The Party of Democratic Socialism (Partei des Demokratischen Sozialismus, PDS) was a left-wing populist political party in Germany active between 1989 and 2007. It was the legal successor to the communist Socialist Unity Party of Germany (SED), which ruled the German Democratic Republic (East Germany) as leading governing party of the National Front until 1989. From 1990 through to 2005, the PDS had been seen as the left-wing "party of the East". While it achieved minimal support in western Germany, it regularly won 15% to 25% of the vote in the eastern new states of Germany, entering coalition governments with the Social Democratic Party of Germany in the federal states of Mecklenburg-Vorpommern and Berlin.

In 2005, the PDS, renamed The Left Party.PDS (Die Linkspartei.PDS), entered an electoral alliance with the Western Germany-based Electoral Alternative for Labour and Social Justice (WASG) and won 8.7% of the vote in Germany's September 2005 federal elections (more than double the 4% share achieved by the PDS alone in the 2002 federal election). On 16 June 2007, the two groupings merged to form a new party called Die Linke (The Left). The party had many socially progressive policies, including support for legalisation of same-sex marriage and greater social welfare for immigrants.

PDS was a co-founder of the Party of the European Left and was the largest party in the European United Left–Nordic Green Left (GUE/NGL) group in the European Parliament.

==History==

=== Fall of communism ===
On 18 October 1989, longtime East German leader Erich Honecker was forced to resign from his post of General Secretary of the Socialist Unity Party of Germany (SED), under pressure from both civil rights movements in the German Democratic Republic (GDR) and the party base itself. He was replaced by Egon Krenz, who was not, however, able to stop the collapse of the party and the government. On 9 November 1989 the Berlin Wall fell, borders between East and West Germany were reopened and on 1 December 1989 the Volkskammer abrogated the constitutional provisions that gave the SED a monopoly of power in the GDR.
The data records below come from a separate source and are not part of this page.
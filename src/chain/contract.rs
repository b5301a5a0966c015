//! Typed binding to the on-chain reward contract.
//!
//! The `RewardContract` trait is the capability set the pipeline runs
//! against; the ethers-backed client below is the production
//! implementation, and tests substitute mocks.

use crate::chain::connector::Connection;
use crate::error::{ClaimdError, Result};
use crate::signer::Wallet;
use async_trait::async_trait;
use ethers::contract::abigen;
use ethers::providers::{Http, Middleware, Provider};
use ethers::types::transaction::eip2718::TypedTransaction;
use ethers::types::{Address, H256, U256};
use tracing::debug;

abigen!(
    RewardDistributor,
    r#"[
        function userGenesisClaimStatus(address user) external view returns (bool)
        function currentEpoch() external view returns (uint256)
        function userClaimStatus(address user, uint256 epoch) external view returns (uint256, bool)
        function claimReward() external
    ]"#
);

/// Claim state for one account in one epoch.
#[derive(Debug, Clone, Copy, PartialEq, Eq)]
pub struct ClaimStatus {
    pub buffer_amount: U256,
    pub claimed: bool,
}

/// The reward contract's capability set.
///
/// Read calls are fresh network round-trips every time; nothing here is
/// cached. Every RPC failure carries the name of the method that failed.
#[cfg_attr(test, mockall::automock)]
#[async_trait]
pub trait RewardContract: Send + Sync {
    /// Whether the one-time genesis claim has been made for `account`.
    async fn genesis_claim_status(&self, account: Address) -> Result<bool>;

    /// The current reward epoch.
    async fn current_epoch(&self) -> Result<u64>;

    /// Claim state of `account` for `epoch`.
    async fn claim_status(&self, account: Address, epoch: u64) -> Result<ClaimStatus>;

    /// Build, sign, submit, and confirm a claim transaction for `wallet`.
    /// Blocks until the receipt is available.
    async fn submit_claim(&self, wallet: &Wallet) -> Result<H256>;
}

/// Production handle binding a connection to the deployed contract.
pub struct RewardContractClient {
    contract: RewardDistributor<Provider<Http>>,
    connection: Connection,
}

impl RewardContractClient {
    pub fn new(connection: Connection, address: Address) -> Self {
        let contract = RewardDistributor::new(address, connection.provider());
        Self {
            contract,
            connection,
        }
    }
}

#[async_trait]
impl RewardContract for RewardContractClient {
    async fn genesis_claim_status(&self, account: Address) -> Result<bool> {
        self.contract
            .user_genesis_claim_status(account)
            .call()
            .await
            .map_err(|e| ClaimdError::chain_call("userGenesisClaimStatus", e))
    }

    async fn current_epoch(&self) -> Result<u64> {
        let epoch = self
            .contract
            .current_epoch()
            .call()
            .await
            .map_err(|e| ClaimdError::chain_call("currentEpoch", e))?;

        if epoch > U256::from(u64::MAX) {
            return Err(ClaimdError::chain_call(
                "currentEpoch",
                format!("epoch {epoch} exceeds u64 range"),
            ));
        }
        Ok(epoch.as_u64())
    }

    async fn claim_status(&self, account: Address, epoch: u64) -> Result<ClaimStatus> {
        let (buffer_amount, claimed) = self
            .contract
            .user_claim_status(account, U256::from(epoch))
            .call()
            .await
            .map_err(|e| ClaimdError::chain_call("userClaimStatus", e))?;

        Ok(ClaimStatus {
            buffer_amount,
            claimed,
        })
    }

    async fn submit_claim(&self, wallet: &Wallet) -> Result<H256> {
        let provider = self.connection.provider();
        let from = wallet.address();

        let nonce = provider
            .get_transaction_count(from, None)
            .await
            .map_err(|e| ClaimdError::chain_call("eth_getTransactionCount", e))?;
        let gas_price = provider
            .get_gas_price()
            .await
            .map_err(|e| ClaimdError::chain_call("eth_gasPrice", e))?;

        let mut tx: TypedTransaction = self.contract.claim_reward().tx.clone();
        tx.set_from(from);
        tx.set_nonce(nonce);
        tx.set_gas_price(gas_price);
        tx.set_chain_id(self.connection.chain_id());

        let gas_limit = provider
            .estimate_gas(&tx, None)
            .await
            .map_err(|e| ClaimdError::chain_call("eth_estimateGas", e))?;
        tx.set_gas(gas_limit);

        let raw = wallet.sign_transaction(&tx).await?;
        let pending = provider
            .send_raw_transaction(raw)
            .await
            .map_err(|e| ClaimdError::chain_call("eth_sendRawTransaction", e))?;
        let tx_hash = *pending;
        debug!("Claim transaction {tx_hash:?} submitted, waiting for receipt");

        let receipt = pending
            .await
            .map_err(|e| {
                ClaimdError::Transaction(format!("confirmation failed for {tx_hash:?}: {e}"))
            })?
            .ok_or_else(|| {
                ClaimdError::Transaction(format!(
                    "transaction {tx_hash:?} was dropped before confirmation"
                ))
            })?;

        Ok(receipt.transaction_hash)
    }
}
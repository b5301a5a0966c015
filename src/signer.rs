use crate::error::{ClaimdError, Result};
use ethers::signers::{LocalWallet, Signer};
use ethers::types::transaction::eip2718::TypedTransaction;
use ethers::types::{Address, Bytes, Signature};
use zeroize::Zeroize;

/// Signing identity for one claim account.
///
/// # Security
/// The private key hex is only held during construction and zeroized
/// immediately after the underlying wallet is built, so the raw key never
/// outlives this constructor in our memory.
#[derive(Clone)]
pub struct Wallet {
    inner: LocalWallet,
    chain_id: u64,
}

impl Wallet {
    /// Create a wallet from a private key hex string, with or without the
    /// `0x` prefix.
    pub fn from_private_key(private_key: &str, chain_id: u64) -> Result<Self> {
        let mut secure_key = private_key.trim().trim_start_matches("0x").to_string();

        let parsed = secure_key.parse::<LocalWallet>();
        secure_key.zeroize();

        let wallet = parsed
            .map_err(|e| ClaimdError::Wallet(format!("Invalid private key: {e}")))?
            .with_chain_id(chain_id);

        Ok(Self {
            inner: wallet,
            chain_id,
        })
    }

    /// Derive the address for a private key without keeping a wallet
    /// around, for log attribution before a chain id is known. `None`
    /// when the key does not parse.
    pub fn derive_address(private_key: &str) -> Option<Address> {
        let mut secure_key = private_key.trim().trim_start_matches("0x").to_string();

        let parsed = secure_key.parse::<LocalWallet>();
        secure_key.zeroize();

        parsed.ok().map(|wallet| wallet.address())
    }

    /// Get the wallet address
    pub fn address(&self) -> Address {
        self.inner.address()
    }

    /// Get the chain ID
    pub fn chain_id(&self) -> u64 {
        self.chain_id
    }

    /// Sign a fully-populated transaction, returning the raw RLP bytes
    /// ready for `eth_sendRawTransaction`.
    pub async fn sign_transaction(&self, tx: &TypedTransaction) -> Result<Bytes> {
        let signature: Signature = self
            .inner
            .sign_transaction(tx)
            .await
            .map_err(|e| ClaimdError::Wallet(format!("Failed to sign transaction: {e}")))?;

        Ok(tx.rlp_signed(&signature))
    }
}

impl std::fmt::Debug for Wallet {
    fn fmt(&self, f: &mut std::fmt::Formatter<'_>) -> std::fmt::Result {
        f.debug_struct("Wallet")
            .field("address", &self.address())
            .field("chain_id", &self.chain_id)
            .finish()
    }
}
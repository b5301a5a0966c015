use thiserror::Error;

/// Main error type for the claim daemon
#[derive(Error, Debug)]
pub enum ClaimdError {
    // Configuration errors
    #[error("Configuration error: {0}")]
    Config(#[from] config::ConfigError),

    #[error("Invalid configuration: {0}")]
    Validation(String),

    // The credential source is absent. This is the one fatal error;
    // everything else is retried or skipped.
    #[error("Credential file not found: {0}")]
    CredentialsMissing(String),

    // Network errors
    #[error("HTTP client error: {0}")]
    Http(#[from] reqwest::Error),

    #[error("Connection failed: {0}")]
    Connection(String),

    // Contract/RPC call errors, tagged with the failing method
    #[error("Chain call '{method}' failed: {reason}")]
    ChainCall {
        method: &'static str,
        reason: String,
    },

    // Crypto/signing errors
    #[error("Wallet error: {0}")]
    Wallet(String),

    #[error("Transaction failed: {0}")]
    Transaction(String),

    // IO errors
    #[error("IO error: {0}")]
    Io(#[from] std::io::Error),

    // Generic errors
    #[error("{0}")]
    Other(#[from] anyhow::Error),
}

impl ClaimdError {
    pub fn chain_call(method: &'static str, err: impl std::fmt::Display) -> Self {
        ClaimdError::ChainCall {
            method,
            reason: err.to_string(),
        }
    }

    /// Whether this error must terminate the process instead of being
    /// absorbed by the cycle loop.
    pub fn is_fatal(&self) -> bool {
        matches!(self, ClaimdError::CredentialsMissing(_))
    }
}

/// Result type alias for ClaimdError
pub type Result<T> = std::result::Result<T, ClaimdError>;

#[cfg(test)]
mod tests {
    use super::*;

    #[test]
    fn test_only_missing_credentials_is_fatal() {
        assert!(ClaimdError::CredentialsMissing("private_keys.txt".into()).is_fatal());
        assert!(!ClaimdError::Connection("refused".into()).is_fatal());
        assert!(!ClaimdError::chain_call("currentEpoch", "timeout").is_fatal());
    }

    #[test]
    fn test_chain_call_carries_method_name() {
        let err = ClaimdError::chain_call("userClaimStatus", "execution reverted");
        assert_eq!(
            err.to_string(),
            "Chain call 'userClaimStatus' failed: execution reverted"
        );
    }
}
On 3 December 1989, Krenz and the entire SED politburo resigned and were all expelled from the party by the central committee, which in turn dissolved itself soon after that. This empowered a younger generation of reform politicians in East Germany's ruling socialist class, who looked to Soviet President Mikhail Gorbachev's glasnost and perestroika as their model for political change. Reformers like authors Stefan Heym and Christa Wolf and attorney Gregor Gysi, lawyer of dissidents like Robert Havemann and Rudolf Bahro, soon began to re-invent a party infamous for its rigid Marxist–Leninist orthodoxy and police-state methods.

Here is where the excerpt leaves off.